美琴は胸に渦巻く感情をかき消すようにニコリと笑い、手元の紅茶をそっとテーブルに置いた。
「素敵なお名前ですね。私はここ、篠崎高校の生徒会長を務めています、橘美琴と申します。それで、ご用件は?」
「用件……」
あなたに会いに来た、そう言おうとして詰まる。池ヶ谷の頭の中は先程の光景でいっぱいだった。さっきのは彼氏なのか?一体何をしていたのか?そんな疑問ばかりが頭を埋め尽くす。
彼氏がいても関係ない、なんて豪語していたが、いざそういった場面に直面すると情けないことに尻込みしてしまったのだ。
「え、っと……その……さ、さっきの男とは……どういう関係なのかなって……」
「どういう関係って……」
池ヶ谷の問いに美琴は困ったように眉を下げる。
「どうしてそんなことを?」
「ど、どうしてって……」
そりゃそうだ、とどこかで納得している自分がいた。何故会ったばかりの男にプライベートの話をしなければならないのか。そんな簡単なことは流石の池ヶ谷でも分かる。
「き、気になって……?」
上手い理由が思い付かなくてありきたりな言葉が口から
それに対して美琴は少し悩みつつも口を開いた。
「まあ、彼氏というか……見たままの関係というか……?」
「そ、そうっすよね!何言ってんだろ、俺……!」
はは、と自虐するように笑う。
「……けど、別れるかもしれない」
「…………え?」
ふと、美琴が目を潤ませながら小さく呟いた。予想外の言葉に驚いて顔を上げると、美琴の瞳には涙が滲んでいた。まばたきをすれば、涙の粒はまるで真珠のように頬を伝って落ちていく。
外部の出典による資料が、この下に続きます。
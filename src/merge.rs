use log::debug;
use serde_json::Value;

use crate::card::{SourceRecord, StoredRecord};

/// Stock strings the catalog shows instead of a real value.
pub const PLACEHOLDERS: &[&str] = &["View on RochesterCCG"];

/// Default type given to cards whose type could not be scraped.
const PLACEHOLDER_TYPE: &str = "Card";

/// Whether a stored value counts as missing for merge purposes.
pub fn is_placeholder(value: Option<&Value>) -> bool {
    match value {
        None | Some(Value::Null) => true,
        Some(Value::String(s)) => {
            let s = s.trim();
            s.is_empty() || PLACEHOLDERS.contains(&s)
        }
        Some(Value::Array(items)) => items.is_empty(),
        Some(_) => false,
    }
}

/// A scraped value worth writing: present, non-empty and not a placeholder.
pub fn usable(value: Option<&str>) -> Option<&str> {
    let value = value?.trim();
    (!value.is_empty() && !PLACEHOLDERS.contains(&value)).then_some(value)
}

/// Fill the absent or placeholder fields of `stored` from `source`. Present
/// values are never overwritten. Returns whether anything changed.
pub fn merge(stored: &mut StoredRecord, source: &SourceRecord) -> bool {
    let mut changed = false;

    if let Some(name) = usable(source.set_name.as_deref()) {
        changed |= fill_nested(stored, "set", "name", name);
    }
    if let Some(code) = usable(source.set_code.as_deref()) {
        changed |= fill_nested(stored, "set", "code", code);
    }
    if let Some(url) = usable(source.image_url.as_deref()) {
        changed |= fill_nested(stored, "image", "url", url);
    }
    if let Some(card_type) = usable(source.card_type.as_deref()) {
        let current = stored.get("type");
        let is_default = current.and_then(Value::as_str) == Some(PLACEHOLDER_TYPE);
        if is_placeholder(current) || is_default {
            stored.put("type", Value::from(card_type));
            changed = true;
        }
    }
    if let Some(rarity) = usable(source.rarity.as_deref()) {
        changed |= fill(stored, "rarity", rarity);
    }
    if let Some(text) = usable(source.text.as_deref()) {
        changed |= fill(stored, "text", text);
    }
    if !source.keywords.is_empty() && is_placeholder(stored.get("keywords")) {
        stored.put("keywords", Value::from(source.keywords.clone()));
        changed = true;
    }
    for (key, stat) in [
        ("cost", source.cost),
        ("attack", source.attack),
        ("health", source.health),
    ] {
        if let Some(stat) = stat {
            changed |= fill(stored, key, stat);
        }
    }

    if changed {
        debug!(
            "enriched {} ({})",
            source.name,
            stored.id().unwrap_or("no id")
        );
    }
    changed
}

/// Only the set name, from a code -> name mapping built elsewhere.
pub fn fill_set_name(stored: &mut StoredRecord, set_name: &str) -> bool {
    match usable(Some(set_name)) {
        Some(name) => fill_nested(stored, "set", "name", name),
        None => false,
    }
}

fn fill(stored: &mut StoredRecord, key: &str, value: impl Into<Value>) -> bool {
    if !is_placeholder(stored.get(key)) {
        return false;
    }
    stored.put(key, value.into());
    true
}

/// A parent holding anything but an object or `null` is a present value in
/// its own right and is left alone.
fn fill_nested(stored: &mut StoredRecord, object: &str, key: &str, value: &str) -> bool {
    match stored.get(object) {
        None | Some(Value::Null) | Some(Value::Object(_)) => {}
        Some(_) => return false,
    }
    if !is_placeholder(stored.nested(object, key)) {
        return false;
    }
    stored.put_nested(object, key, Value::from(value));
    true
}

#[cfg(test)]
mod tests {
    use super::*;
    use serde_json::json;

    fn stored(value: Value) -> StoredRecord {
        StoredRecord::from_value(value).unwrap()
    }

    fn tile(set_name: Option<&str>, set_code: Option<&str>) -> SourceRecord {
        SourceRecord {
            number: Some("12".to_string()),
            set_name: set_name.map(str::to_string),
            set_code: set_code.map(str::to_string),
            ..SourceRecord::new("Firebolt")
        }
    }

    #[test]
    fn fills_missing_set_fields() {
        let mut record = stored(json!({
            "id": "x1", "name": "Firebolt",
            "set": {"code": null, "name": null, "number": "12"}
        }));
        assert!(merge(&mut record, &tile(Some("Origins"), Some("orig"))));
        assert_eq!(
            serde_json::to_value(&record).unwrap(),
            json!({
                "id": "x1", "name": "Firebolt",
                "set": {"code": "orig", "name": "Origins", "number": "12"}
            })
        );
    }

    #[test]
    fn placeholder_source_value_is_rejected() {
        let mut record = stored(json!({
            "name": "Firebolt", "set": {"code": null, "name": null, "number": "12"}
        }));
        assert!(!merge(&mut record, &tile(Some("View on RochesterCCG"), None)));
        assert_eq!(record.set_field("name"), Some(&Value::Null));
    }

    #[test]
    fn placeholder_stored_value_is_replaced() {
        let mut record = stored(json!({
            "name": "Firebolt", "set": {"name": "View on RochesterCCG", "number": "12"}
        }));
        assert!(merge(&mut record, &tile(Some("Origins"), None)));
        assert_eq!(record.set_field("name"), Some(&json!("Origins")));
    }

    #[test]
    fn present_values_are_never_overwritten() {
        let original = json!({
            "id": "keep", "name": "Firebolt", "type": "Attack", "rarity": "Rare",
            "text": "Old text", "keywords": ["Old"],
            "set": {"code": "abc", "name": "Alpha", "number": "12"},
            "image": {"url": "assets/x.jpg"}
        });
        let mut record = stored(original.clone());
        let source = SourceRecord {
            number: Some("12".into()),
            set_name: Some("Origins".into()),
            set_code: Some("orig".into()),
            image_url: Some("https://remote/x.jpg".into()),
            card_type: Some("Action".into()),
            rarity: Some("Common".into()),
            text: Some("New text".into()),
            keywords: vec!["New".into()],
            ..SourceRecord::new("Firebolt")
        };
        assert!(!merge(&mut record, &source));
        assert_eq!(serde_json::to_value(&record).unwrap(), original);
    }

    #[test]
    fn detail_fields_fill_gaps() {
        let mut record = stored(json!({
            "id": "x", "name": "Firebolt", "type": "Card", "rarity": "", "keywords": [],
            "set": {"number": "12"}, "image": null
        }));
        let source = SourceRecord {
            image_url: Some("https://remote/x.jpg".into()),
            card_type: Some("Attack".into()),
            rarity: Some("Rare".into()),
            text: Some("Stun.".into()),
            keywords: vec!["Stun".into()],
            ..SourceRecord::new("Firebolt")
        };
        assert!(merge(&mut record, &source));
        assert_eq!(record.get("type"), Some(&json!("Attack")));
        assert_eq!(record.get("rarity"), Some(&json!("Rare")));
        assert_eq!(record.get("text"), Some(&json!("Stun.")));
        assert_eq!(record.get("keywords"), Some(&json!(["Stun"])));
        assert_eq!(record.image_field("url"), Some(&json!("https://remote/x.jpg")));
        assert_eq!(record.id(), Some("x"));
    }

    #[test]
    fn non_object_parents_are_kept() {
        let original = json!({
            "id": "x", "name": "Firebolt",
            "set": "Origins",
            "image": "assets/images/cards/orig_012.jpg"
        });
        let mut record = stored(original.clone());
        let source = SourceRecord {
            set_name: Some("Origins".into()),
            set_code: Some("orig".into()),
            image_url: Some("https://remote/x.jpg".into()),
            ..SourceRecord::new("Firebolt")
        };
        assert!(!merge(&mut record, &source));
        assert!(!fill_set_name(&mut record, "Origins"));
        assert_eq!(serde_json::to_value(&record).unwrap(), original);
    }

    #[test]
    fn null_or_missing_parent_gets_an_object() {
        let mut record = stored(json!({"name": "Firebolt", "image": null}));
        let source = SourceRecord {
            set_code: Some("orig".into()),
            image_url: Some("https://remote/x.jpg".into()),
            ..SourceRecord::new("Firebolt")
        };
        assert!(merge(&mut record, &source));
        assert_eq!(record.get("image"), Some(&json!({"url": "https://remote/x.jpg"})));
        assert_eq!(record.get("set"), Some(&json!({"code": "orig"})));
    }

    #[test]
    fn stats_fill_only_when_absent() {
        let mut record = stored(json!({"name": "Firebolt", "cost": null, "attack": 4}));
        let source = SourceRecord {
            cost: Some(3),
            attack: Some(5),
            health: Some(-1),
            ..SourceRecord::new("Firebolt")
        };
        assert!(merge(&mut record, &source));
        assert_eq!(record.get("cost"), Some(&json!(3)));
        assert_eq!(record.get("attack"), Some(&json!(4)));
        assert_eq!(record.get("health"), Some(&json!(-1)));
    }

    #[test]
    fn missing_stats_leave_record_alone() {
        let mut record = stored(json!({"name": "Firebolt", "cost": null}));
        assert!(!merge(&mut record, &SourceRecord::new("Firebolt")));
        assert_eq!(record.get("cost"), Some(&Value::Null));
        assert_eq!(record.get("health"), None);
    }

    #[test]
    fn set_name_mapping_respects_fill_only() {
        let mut empty = stored(json!({"name": "A", "set": {"code": "orig", "name": ""}}));
        assert!(fill_set_name(&mut empty, "Origins"));
        let mut named = stored(json!({"name": "A", "set": {"code": "orig", "name": "Alpha"}}));
        assert!(!fill_set_name(&mut named, "Origins"));
        assert!(!fill_set_name(&mut empty, "View on RochesterCCG"));
    }
}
その光景に池ヶ谷は見惚れてしまった。しかし好きな女性が泣いているという状況であることを思い出し、慌てて声を掛けた。
「だっ、大丈夫っすか!?」
「っ……ごめんなさい……泣くつもりなんかなかったのに…………」
「気にしないでください。その……それより、別れるって……?」
「……最近、あの人と上手くいってないの」
美琴はポケットからハンカチを取り出して目元を拭う。しかしとめどなく流れる涙を止めることはできない。
「喧嘩やすれ違いが増えてきて……彼と親密な関係になってる女子もいるみたいで……ずっとつらくて……」
「じゃあ、さっきのは……?」
「仲直りをしてたの。本当はもっと言いたいことがあったんだけど……それを言ったら、きっとまた喧嘩になっちゃうから……」
「そんな……」
「こんなに好きなのに……すごく苦しいの……。もう別れるしかないのかな……」
「美琴さん……」
ハンカチに顔を埋めて泣き続ける美琴。池ヶ谷はその肩にそっと手を置いた。肩を震わせて泣く健気な美琴の姿に胸を痛めると同時にホッとしたような安堵の気持ちが芽生える。
そうか、あの男とは上手くいってないんだ。俺が優しくすれば好きになってくれるかも。
今度はそんな希望が頭を埋め尽くす。
「絶対別れたほうがいいっすよ」
池ヶ谷ははっきりと言いきった。
「美琴さんがそこまで想ってるのに、それに応えないなんて男として最低っすよ!あいつは絶対美琴さんを幸せにできない!」
「……池ヶ谷くん……」
「美琴さんを泣かせるような男、こっぴどく振っちゃえばいいじゃん!」
そしてあわよくば俺と______なんて気持ちは咄嗟に呑み込んだ。彼女の涙があまりに美し過ぎて言葉をかけることも
美琴は池ヶ谷の言葉に少しの間ポカンとしていたが、ハッと我に返ると彼の手をそっと握って「ありがとう」とお礼を言葉を述べた。
「……私ったら、初めて会った人にベラベラ喋って泣いて……ごめんなさいね」
「い、いえ!急に来た俺が悪いんで!!」
「それで、結局ご用というのは……?」
「えっ!?え、えーと……」
結局話が初めに戻ってしまい、池ヶ谷は焦りながらも言葉を
素直に目的を話してしまおうか?しかしいくら彼女が弱っているからといって性急に事を進めると引かれてしまう可能性もある。ここは無難な理由にしておいたほうがいいだろうか。
池ヶ谷は少しの間うんうんと唸っていたが、やっと理由を思い付いたのか冷や汗をかきながら顔を上げた。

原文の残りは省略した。